┏━━

//! Scripted audio decoder.

use std::cell::RefCell;
use std::collections::HashMap;
use std::rc::Rc;

use super::{MemStorage, MockClock};
use crate::audio::{AudioDecoder, EofLatch, MAX_VOLUME};
use crate::clock::Clock;
use crate::storage::extension;

/// Errors reported by [`MockDecoder`].
#[derive(Debug, Clone, PartialEq, Eq, thiserror::Error)]
pub enum DecoderError {
    /// Container not recognised from the extension.
    #[error("unsupported extension: {0}")]
    Unsupported(String),
    /// File not present on the card.
    #[error("file not found: {0}")]
    NotFound(String),
    /// `connect` before `init_output`.
    #[error("I2S not initialised")]
    NoOutput,
}

#[derive(Debug)]
struct DecoderState {
    durations: HashMap<String, u32>,
    default_duration_s: u32,
    parse_after_pumps: u32,
    path: Option<String>,
    connects: Vec<String>,
    i2s_ready: bool,
    i2s_inits: usize,
    running: bool,
    paused: bool,
    pumps_since_connect: u32,
    pumps: usize,
    position_ms: u64,
    last_pump_ms: u64,
    volume: u8,
    seeks: Vec<u32>,
    rejected_seeks: usize,
}

/// Decoder that "plays" in mock-clock time.
///
/// Only `.m4a`, `.mp3` and `.wav` are recognised, mirroring a decoder that
/// sniffs the container from the extension. Duration reads 0 until the
/// configured number of pumps has happened after `connect`.
#[derive(Debug, Clone)]
pub struct MockDecoder {
    state: Rc<RefCell<DecoderState>>,
    clock: MockClock,
    fs: MemStorage,
    eof: &'static EofLatch,
}

impl MockDecoder {
    /// Decoder reading files from `fs`, timing with `clock`, reporting EOF on `eof`.
    pub fn new(clock: MockClock, fs: MemStorage, eof: &'static EofLatch) -> Self {
        Self {
            state: Rc::new(RefCell::new(DecoderState {
                durations: HashMap::new(),
                default_duration_s: 600,
                parse_after_pumps: 2,
                path: None,
                connects: Vec::new(),
                i2s_ready: false,
                i2s_inits: 0,
                running: false,
                paused: false,
                pumps_since_connect: 0,
                pumps: 0,
                position_ms: 0,
                last_pump_ms: 0,
                volume: 0,
                seeks: Vec::new(),
                rejected_seeks: 0,
            })),
            clock,
            fs,
            eof,
        }
    }

    /// Duration reported once `path` has been parsed.
    pub fn set_duration(&self, path: &str, seconds: u32) {
        self.state.borrow_mut().durations.insert(path.to_string(), seconds);
    }

    /// Number of pumps before the header counts as parsed.
    pub fn set_parse_delay(&self, pumps: u32) {
        self.state.borrow_mut().parse_after_pumps = pumps;
    }

    /// Paths passed to `connect`, in order.
    pub fn connects(&self) -> Vec<String> {
        self.state.borrow().connects.clone()
    }

    /// Currently open path.
    pub fn current_path(&self) -> Option<String> {
        self.state.borrow().path.clone()
    }

    /// Seeks that were accepted.
    pub fn seeks(&self) -> Vec<u32> {
        self.state.borrow().seeks.clone()
    }

    /// Seeks refused because the header was not parsed yet.
    pub fn rejected_seeks(&self) -> usize {
        self.state.borrow().rejected_seeks
    }

    /// Number of I2S initialisations.
    pub fn i2s_inits(&self) -> usize {
        self.state.borrow().i2s_inits
    }

    /// Total pumps.
    pub fn pumps(&self) -> usize {
        self.state.borrow().pumps
    }

    /// Last volume step set.
    pub fn volume(&self) -> u8 {
        self.state.borrow().volume
    }

    /// `true` while the decoder's pause toggle is engaged.
    pub fn is_paused(&self) -> bool {
        self.state.borrow().paused
    }

    fn parsed_duration(s: &DecoderState) -> u32 {
        if s.pumps_since_connect < s.parse_after_pumps {
            return 0;
        }
        s.path
            .as_ref()
            .and_then(|p| s.durations.get(p).copied())
            .unwrap_or(s.default_duration_s)
    }
}

impl AudioDecoder for MockDecoder {
    type Error = DecoderError;

    fn init_output(&mut self) -> Result<(), DecoderError> {
        let mut s = self.state.borrow_mut();
        s.i2s_ready = true;
        s.i2s_inits += 1;
        Ok(())
    }

    fn connect(&mut self, path: &str) -> Result<(), DecoderError> {
        let mut s = self.state.borrow_mut();
        if !s.i2s_ready {
            return Err(DecoderError::NoOutput);
        }
        let ext = extension(path).unwrap_or("").to_ascii_lowercase();
        if !matches!(ext.as_str(), "m4a" | "mp3" | "wav") {
            return Err(DecoderError::Unsupported(path.to_string()));
        }
        if !self.fs.contains(path) {
            return Err(DecoderError::NotFound(path.to_string()));
        }
        s.connects.push(path.to_string());
        s.path = Some(path.to_string());
        s.running = true;
        s.paused = false;
        s.pumps_since_connect = 0;
        s.position_ms = 0;
        s.last_pump_ms = self.clock.now_ms();
        Ok(())
    }

    fn pump(&mut self) {
        let now = self.clock.now_ms();
        let mut s = self.state.borrow_mut();
        s.pumps += 1;
        if !s.running {
            return;
        }
        s.pumps_since_connect = s.pumps_since_connect.saturating_add(1);
        if !s.paused {
            let delta = now.saturating_sub(s.last_pump_ms);
            s.position_ms += delta;
        }
        s.last_pump_ms = now;
        let duration = Self::parsed_duration(&s);
        if duration > 0 && s.position_ms >= u64::from(duration) * 1000 {
            s.position_ms = u64::from(duration) * 1000;
            s.running = false;
            self.eof.set();
        }
    }

    fn duration_s(&self) -> u32 {
        Self::parsed_duration(&self.state.borrow())
    }

    fn position_s(&self) -> u32 {
        u32::try_from(self.state.borrow().position_ms / 1000).unwrap_or(u32::MAX)
    }

    fn seek_s(&mut self, seconds: u32) -> bool {
        let mut s = self.state.borrow_mut();
        if Self::parsed_duration(&s) == 0 {
            s.rejected_seeks += 1;
            return false;
        }
        s.seeks.push(seconds);
        s.position_ms = u64::from(seconds) * 1000;
        s.last_pump_ms = self.clock.now_ms();
        true
    }

    fn toggle_pause(&mut self) {
        let now = self.clock.now_ms();
        let mut s = self.state.borrow_mut();
        s.paused = !s.paused;
        s.last_pump_ms = now;
    }

    fn is_running(&self) -> bool {
        self.state.borrow().running
    }

    fn stop(&mut self) {
        let mut s = self.state.borrow_mut();
        s.running = false;
        s.paused = false;
        s.path = None;
        s.i2s_ready = false;
    }

    fn set_volume(&mut self, step: u8) {
        self.state.borrow_mut().volume = step.min(MAX_VOLUME);
    }
}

┗━━

> Task directions:
Each record above should be reproduced in full, exactly as it stands.

> Solution to the problem:
//! Scripted audio decoder.

use std::cell::RefCell;
use std::collections::HashMap;
use std::rc::Rc;

use super::{MemStorage, MockClock};
use crate::audio::{AudioDecoder, EofLatch, MAX_VOLUME};
use crate::clock::Clock;
use crate::storage::extension;

/// Errors reported by [`MockDecoder`].
#[derive(Debug, Clone, PartialEq, Eq, thiserror::Error)]
pub enum DecoderError {
    /// Container not recognised from the extension.
    #[error("unsupported extension: {0}")]
    Unsupported(String),
    /// File not present on the card.
    #[error("file not found: {0}")]
    NotFound(String),
    /// `connect` before `init_output`.
    #[error("I2S not initialised")]
    NoOutput,
}

#[derive(Debug)]
struct DecoderState {
    durations: HashMap<String, u32>,
    default_duration_s: u32,
    parse_after_pumps: u32,
    path: Option<String>,
    connects: Vec<String>,
    i2s_ready: bool,
    i2s_inits: usize,
    running: bool,
    paused: bool,
    pumps_since_connect: u32,
    pumps: usize,
    position_ms: u64,
    last_pump_ms: u64,
    volume: u8,
    seeks: Vec<u32>,
    rejected_seeks: usize,
}

/// Decoder that "plays" in mock-clock time.
///
/// Only `.m4a`, `.mp3` and `.wav` are recognised, mirroring a decoder that
/// sniffs the container from the extension. Duration reads 0 until the
/// configured number of pumps has happened after `connect`.
#[derive(Debug, Clone)]
pub struct MockDecoder {
    state: Rc<RefCell<DecoderState>>,
    clock: MockClock,
    fs: MemStorage,
    eof: &'static EofLatch,
}

impl MockDecoder {
    /// Decoder reading files from `fs`, timing with `clock`, reporting EOF on `eof`.
    pub fn new(clock: MockClock, fs: MemStorage, eof: &'static EofLatch) -> Self {
        Self {
            state: Rc::new(RefCell::new(DecoderState {
                durations: HashMap::new(),
                default_duration_s: 600,
                parse_after_pumps: 2,
                path: None,
                connects: Vec::new(),
                i2s_ready: false,
                i2s_inits: 0,
                running: false,
                paused: false,
                pumps_since_connect: 0,
                pumps: 0,
                position_ms: 0,
                last_pump_ms: 0,
                volume: 0,
                seeks: Vec::new(),
                rejected_seeks: 0,
            })),
            clock,
            fs,
            eof,
        }
    }

    /// Duration reported once `path` has been parsed.
    pub fn set_duration(&self, path: &str, seconds: u32) {
        self.state.borrow_mut().durations.insert(path.to_string(), seconds);
    }

    /// Number of pumps before the header counts as parsed.
    pub fn set_parse_delay(&self, pumps: u32) {
        self.state.borrow_mut().parse_after_pumps = pumps;
    }

    /// Paths passed to `connect`, in order.
    pub fn connects(&self) -> Vec<String> {
        self.state.borrow().connects.clone()
    }

    /// Currently open path.
    pub fn current_path(&self) -> Option<String> {
        self.state.borrow().path.clone()
    }

    /// Seeks that were accepted.
    pub fn seeks(&self) -> Vec<u32> {
        self.state.borrow().seeks.clone()
    }

    /// Seeks refused because the header was not parsed yet.
    pub fn rejected_seeks(&self) -> usize {
        self.state.borrow().rejected_seeks
    }

    /// Number of I2S initialisations.
    pub fn i2s_inits(&self) -> usize {
        self.state.borrow().i2s_inits
    }

    /// Total pumps.
    pub fn pumps(&self) -> usize {
        self.state.borrow().pumps
    }

    /// Last volume step set.
    pub fn volume(&self) -> u8 {
        self.state.borrow().volume
    }

    /// `true` while the decoder's pause toggle is engaged.
    pub fn is_paused(&self) -> bool {
        self.state.borrow().paused
    }

    fn parsed_duration(s: &DecoderState) -> u32 {
        if s.pumps_since_connect < s.parse_after_pumps {
            return 0;
        }
        s.path
            .as_ref()
            .and_then(|p| s.durations.get(p).copied())
            .unwrap_or(s.default_duration_s)
    }
}

impl AudioDecoder for MockDecoder {
    type Error = DecoderError;

    fn init_output(&mut self) -> Result<(), DecoderError> {
        let mut s = self.state.borrow_mut();
        s.i2s_ready = true;
        s.i2s_inits += 1;
        Ok(())
    }

    fn connect(&mut self, path: &str) -> Result<(), DecoderError> {
        let mut s = self.state.borrow_mut();
        if !s.i2s_ready {
            return Err(DecoderError::NoOutput);
        }
        let ext = extension(path).unwrap_or("").to_ascii_lowercase();
        if !matches!(ext.as_str(), "m4a" | "mp3" | "wav") {
            return Err(DecoderError::Unsupported(path.to_string()));
        }
        if !self.fs.contains(path) {
            return Err(DecoderError::NotFound(path.to_string()));
        }
        s.connects.push(path.to_string());
        s.path = Some(path.to_string());
        s.running = true;
        s.paused = false;
        s.pumps_since_connect = 0;
        s.position_ms = 0;
        s.last_pump_ms = self.clock.now_ms();
        Ok(())
    }

    fn pump(&mut self) {
        let now = self.clock.now_ms();
        let mut s = self.state.borrow_mut();
        s.pumps += 1;
        if !s.running {
            return;
        }
        s.pumps_since_connect = s.pumps_since_connect.saturating_add(1);
        if !s.paused {
            let delta = now.saturating_sub(s.last_pump_ms);
            s.position_ms += delta;
        }
        s.last_pump_ms = now;
        let duration = Self::parsed_duration(&s);
        if duration > 0 && s.position_ms >= u64::from(duration) * 1000 {
            s.position_ms = u64::from(duration) * 1000;
            s.running = false;
            self.eof.set();
        }
    }

    fn duration_s(&self) -> u32 {
        Self::parsed_duration(&self.state.borrow())
    }

    fn position_s(&self) -> u32 {
        u32::try_from(self.state.borrow().position_ms / 1000).unwrap_or(u32::MAX)
    }

    fn seek_s(&mut self, seconds: u32) -> bool {
        let mut s = self.state.borrow_mut();
        if Self::parsed_duration(&s) == 0 {
            s.rejected_seeks += 1;
            return false;
        }
        s.seeks.push(seconds);
        s.position_ms = u64::from(seconds) * 1000;
        s.last_pump_ms = self.clock.now_ms();
        true
    }

    fn toggle_pause(&mut self) {
        let now = self.clock.now_ms();
        let mut s = self.state.borrow_mut();
        s.paused = !s.paused;
        s.last_pump_ms = now;
    }

    fn is_running(&self) -> bool {
        self.state.borrow().running
    }

    fn stop(&mut self) {
        let mut s = self.state.borrow_mut();
        s.running = false;
        s.paused = false;
        s.path = None;
        s.i2s_ready = false;
    }

    fn set_volume(&mut self, step: u8) {
        self.state.borrow_mut().volume = step.min(MAX_VOLUME);
    }
}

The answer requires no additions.